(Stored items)
════════
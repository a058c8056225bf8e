//! Client configuration loaded from environment variables.
//!
//! # Environment Variables
//!
//! ## Optional
//! - `TASKMANAGER_API_URL` - Base URL of the REST API (default: `http://localhost:8080/api`)
//! - `TASKMANAGER_SESSION_FILE` - Where the session token is persisted
//!   (default: `<config dir>/taskmanager/session.json`)

use std::path::PathBuf;

use thiserror::Error;
use url::Url;

/// Default REST API base URL.
pub const DEFAULT_API_URL: &str = "http://localhost:8080/api";

const API_URL_VAR: &str = "TASKMANAGER_API_URL";
const SESSION_FILE_VAR: &str = "TASKMANAGER_SESSION_FILE";

/// Configuration errors that can occur during loading.
#[derive(Debug, Error)]
pub enum ConfigError {
    #[error("Invalid environment variable {0}: {1}")]
    InvalidEnvVar(String, String),
    #[error("Could not determine a configuration directory; set TASKMANAGER_SESSION_FILE")]
    NoConfigDir,
}

/// Client configuration.
#[derive(Debug, Clone, PartialEq, Eq)]
pub struct ClientConfig {
    /// Base URL every API path is appended to. Always ends with `/`.
    pub api_url: Url,
    /// Path of the durable session file.
    pub session_file: PathBuf,
}

impl ClientConfig {
    /// Load configuration from environment variables.
    ///
    /// Calls `dotenvy::dotenv()` to load from `.env` file if present.
    ///
    /// # Errors
    ///
    /// Returns `ConfigError` if the API URL does not parse or no session
    /// file location can be determined.
    pub fn from_env() -> Result<Self, ConfigError> {
        // Load .env file if present (ignore errors if not found)
        let _ = dotenvy::dotenv();

        let api_url = parse_api_url(&get_env_or_default(API_URL_VAR, DEFAULT_API_URL))?;
        let session_file = match get_optional_env(SESSION_FILE_VAR) {
            Some(path) => PathBuf::from(path),
            None => default_session_file()?,
        };

        Ok(Self {
            api_url,
            session_file,
        })
    }

    /// Build a configuration from explicit values.
    ///
    /// # Errors
    ///
    /// Returns `ConfigError::InvalidEnvVar` if `api_url` is not an absolute
    /// http(s) URL.
    pub fn new(api_url: &str, session_file: impl Into<PathBuf>) -> Result<Self, ConfigError> {
        Ok(Self {
            api_url: parse_api_url(api_url)?,
            session_file: session_file.into(),
        })
    }
}

/// Parse the API base URL, normalizing it to end in `/` so that relative
/// joins append instead of replacing the last path segment.
fn parse_api_url(raw: &str) -> Result<Url, ConfigError> {
    let mut url = Url::parse(raw.trim())
        .map_err(|e| ConfigError::InvalidEnvVar(API_URL_VAR.to_string(), e.to_string()))?;

    if !matches!(url.scheme(), "http" | "https") {
        return Err(ConfigError::InvalidEnvVar(
            API_URL_VAR.to_string(),
            format!("unsupported scheme {:?}", url.scheme()),
        ));
    }

    if !url.path().ends_with('/') {
        let path = format!("{}/", url.path());
        url.set_path(&path);
    }

    Ok(url)
}

fn default_session_file() -> Result<PathBuf, ConfigError> {
    dirs::config_dir()
        .map(|dir| dir.join("taskmanager").join("session.json"))
        .ok_or(ConfigError::NoConfigDir)
}

// =============================================================================
// Helper Functions
// =============================================================================

/// Get an optional environment variable.
fn get_optional_env(key: &str) -> Option<String> {
    std::env::var(key).ok().filter(|value| !value.trim().is_empty())
}

/// Get an environment variable with a default value.
fn get_env_or_default(key: &str, default: &str) -> String {
    get_optional_env(key).unwrap_or_else(|| default.to_string())
}

#[cfg(test)]
#[allow(clippy::unwrap_used)]
mod tests {
    use super::*;

    #[test]
    fn test_api_url_gets_trailing_slash() {
        let url = parse_api_url("http://localhost:8080/api").unwrap();
        assert_eq!(url.as_str(), "http://localhost:8080/api/");
        assert_eq!(url.join("tasks").unwrap().as_str(), "http://localhost:8080/api/tasks");
    }

    #[test]
    fn test_api_url_keeps_existing_slash() {
        let url = parse_api_url("https://tasks.example.com/api/").unwrap();
        assert_eq!(url.as_str(), "https://tasks.example.com/api/");
    }

    #[test]
    fn test_api_url_rejects_relative() {
        let result = parse_api_url("/api");
        assert!(matches!(result, Err(ConfigError::InvalidEnvVar(_, _))));
    }

    #[test]
    fn test_api_url_rejects_other_schemes() {
        let result = parse_api_url("ftp://example.com/api");
        assert!(matches!(result, Err(ConfigError::InvalidEnvVar(_, _))));
    }

    #[test]
    fn test_new_uses_given_session_file() {
        let config = ClientConfig::new(DEFAULT_API_URL, "/tmp/session.json").unwrap();
        assert_eq!(config.session_file, PathBuf::from("/tmp/session.json"));
        assert_eq!(config.api_url.as_str(), "http://localhost:8080/api/");
    }
}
════════
The entries above should be repeated exactly, every one of them.

_FINISHED EXERCISE:_
repository a058c8056225bf8e
//! Client configuration loaded from environment variables.
//!
//! # Environment Variables
//!
//! ## Optional
//! - `TASKMANAGER_API_URL` - Base URL of the REST API (default: `http://localhost:8080/api`)
//! - `TASKMANAGER_SESSION_FILE` - Where the session token is persisted
//!   (default: `<config dir>/taskmanager/session.json`)

use std::path::PathBuf;

use thiserror::Error;
use url::Url;

/// Default REST API base URL.
pub const DEFAULT_API_URL: &str = "http://localhost:8080/api";

const API_URL_VAR: &str = "TASKMANAGER_API_URL";
const SESSION_FILE_VAR: &str = "TASKMANAGER_SESSION_FILE";

/// Configuration errors that can occur during loading.
#[derive(Debug, Error)]
pub enum ConfigError {
    #[error("Invalid environment variable {0}: {1}")]
    InvalidEnvVar(String, String),
    #[error("Could not determine a configuration directory; set TASKMANAGER_SESSION_FILE")]
    NoConfigDir,
}

/// Client configuration.
#[derive(Debug, Clone, PartialEq, Eq)]
pub struct ClientConfig {
    /// Base URL every API path is appended to. Always ends with `/`.
    pub api_url: Url,
    /// Path of the durable session file.
    pub session_file: PathBuf,
}

impl ClientConfig {
    /// Load configuration from environment variables.
    ///
    /// Calls `dotenvy::dotenv()` to load from `.env` file if present.
    ///
    /// # Errors
    ///
    /// Returns `ConfigError` if the API URL does not parse or no session
    /// file location can be determined.
    pub fn from_env() -> Result<Self, ConfigError> {
        // Load .env file if present (ignore errors if not found)
        let _ = dotenvy::dotenv();

        let api_url = parse_api_url(&get_env_or_default(API_URL_VAR, DEFAULT_API_URL))?;
        let session_file = match get_optional_env(SESSION_FILE_VAR) {
            Some(path) => PathBuf::from(path),
            None => default_session_file()?,
        };

        Ok(Self {
            api_url,
            session_file,
        })
    }

    /// Build a configuration from explicit values.
    ///
    /// # Errors
    ///
    /// Returns `ConfigError::InvalidEnvVar` if `api_url` is not an absolute
    /// http(s) URL.
    pub fn new(api_url: &str, session_file: impl Into<PathBuf>) -> Result<Self, ConfigError> {
        Ok(Self {
            api_url: parse_api_url(api_url)?,
            session_file: session_file.into(),
        })
    }
}

/// Parse the API base URL, normalizing it to end in `/` so that relative
/// joins append instead of replacing the last path segment.
fn parse_api_url(raw: &str) -> Result<Url, ConfigError> {
    let mut url = Url::parse(raw.trim())
        .map_err(|e| ConfigError::InvalidEnvVar(API_URL_VAR.to_string(), e.to_string()))?;

    if !matches!(url.scheme(), "http" | "https") {
        return Err(ConfigError::InvalidEnvVar(
            API_URL_VAR.to_string(),
            format!("unsupported scheme {:?}", url.scheme()),
        ));
    }

    if !url.path().ends_with('/') {
        let path = format!("{}/", url.path());
        url.set_path(&path);
    }

    Ok(url)
}

fn default_session_file() -> Result<PathBuf, ConfigError> {
    dirs::config_dir()
        .map(|dir| dir.join("taskmanager").join("session.json"))
        .ok_or(ConfigError::NoConfigDir)
}

// =============================================================================
// Helper Functions
// =============================================================================

/// Get an optional environment variable.
fn get_optional_env(key: &str) -> Option<String> {
    std::env::var(key).ok().filter(|value| !value.trim().is_empty())
}

/// Get an environment variable with a default value.
fn get_env_or_default(key: &str, default: &str) -> String {
    get_optional_env(key).unwrap_or_else(|| default.to_string())
}

#[cfg(test)]
#[allow(clippy::unwrap_used)]
mod tests {
    use super::*;

    #[test]
    fn test_api_url_gets_trailing_slash() {
        let url = parse_api_url("http://localhost:8080/api").unwrap();
        assert_eq!(url.as_str(), "http://localhost:8080/api/");
        assert_eq!(url.join("tasks").unwrap().as_str(), "http://localhost:8080/api/tasks");
    }

    #[test]
    fn test_api_url_keeps_existing_slash() {
        let url = parse_api_url("https://tasks.example.com/api/").unwrap();
        assert_eq!(url.as_str(), "https://tasks.example.com/api/");
    }

    #[test]
    fn test_api_url_rejects_relative() {
        let result = parse_api_url("/api");
        assert!(matches!(result, Err(ConfigError::InvalidEnvVar(_, _))));
    }

    #[test]
    fn test_api_url_rejects_other_schemes() {
        let result = parse_api_url("ftp://example.com/api");
        assert!(matches!(result, Err(ConfigError::InvalidEnvVar(_, _))));
    }

    #[test]
    fn test_new_uses_given_session_file() {
        let config = ClientConfig::new(DEFAULT_API_URL, "/tmp/session.json").unwrap();
        assert_eq!(config.session_file, PathBuf::from("/tmp/session.json"));
        assert_eq!(config.api_url.as_str(), "http://localhost:8080/api/");
    }
}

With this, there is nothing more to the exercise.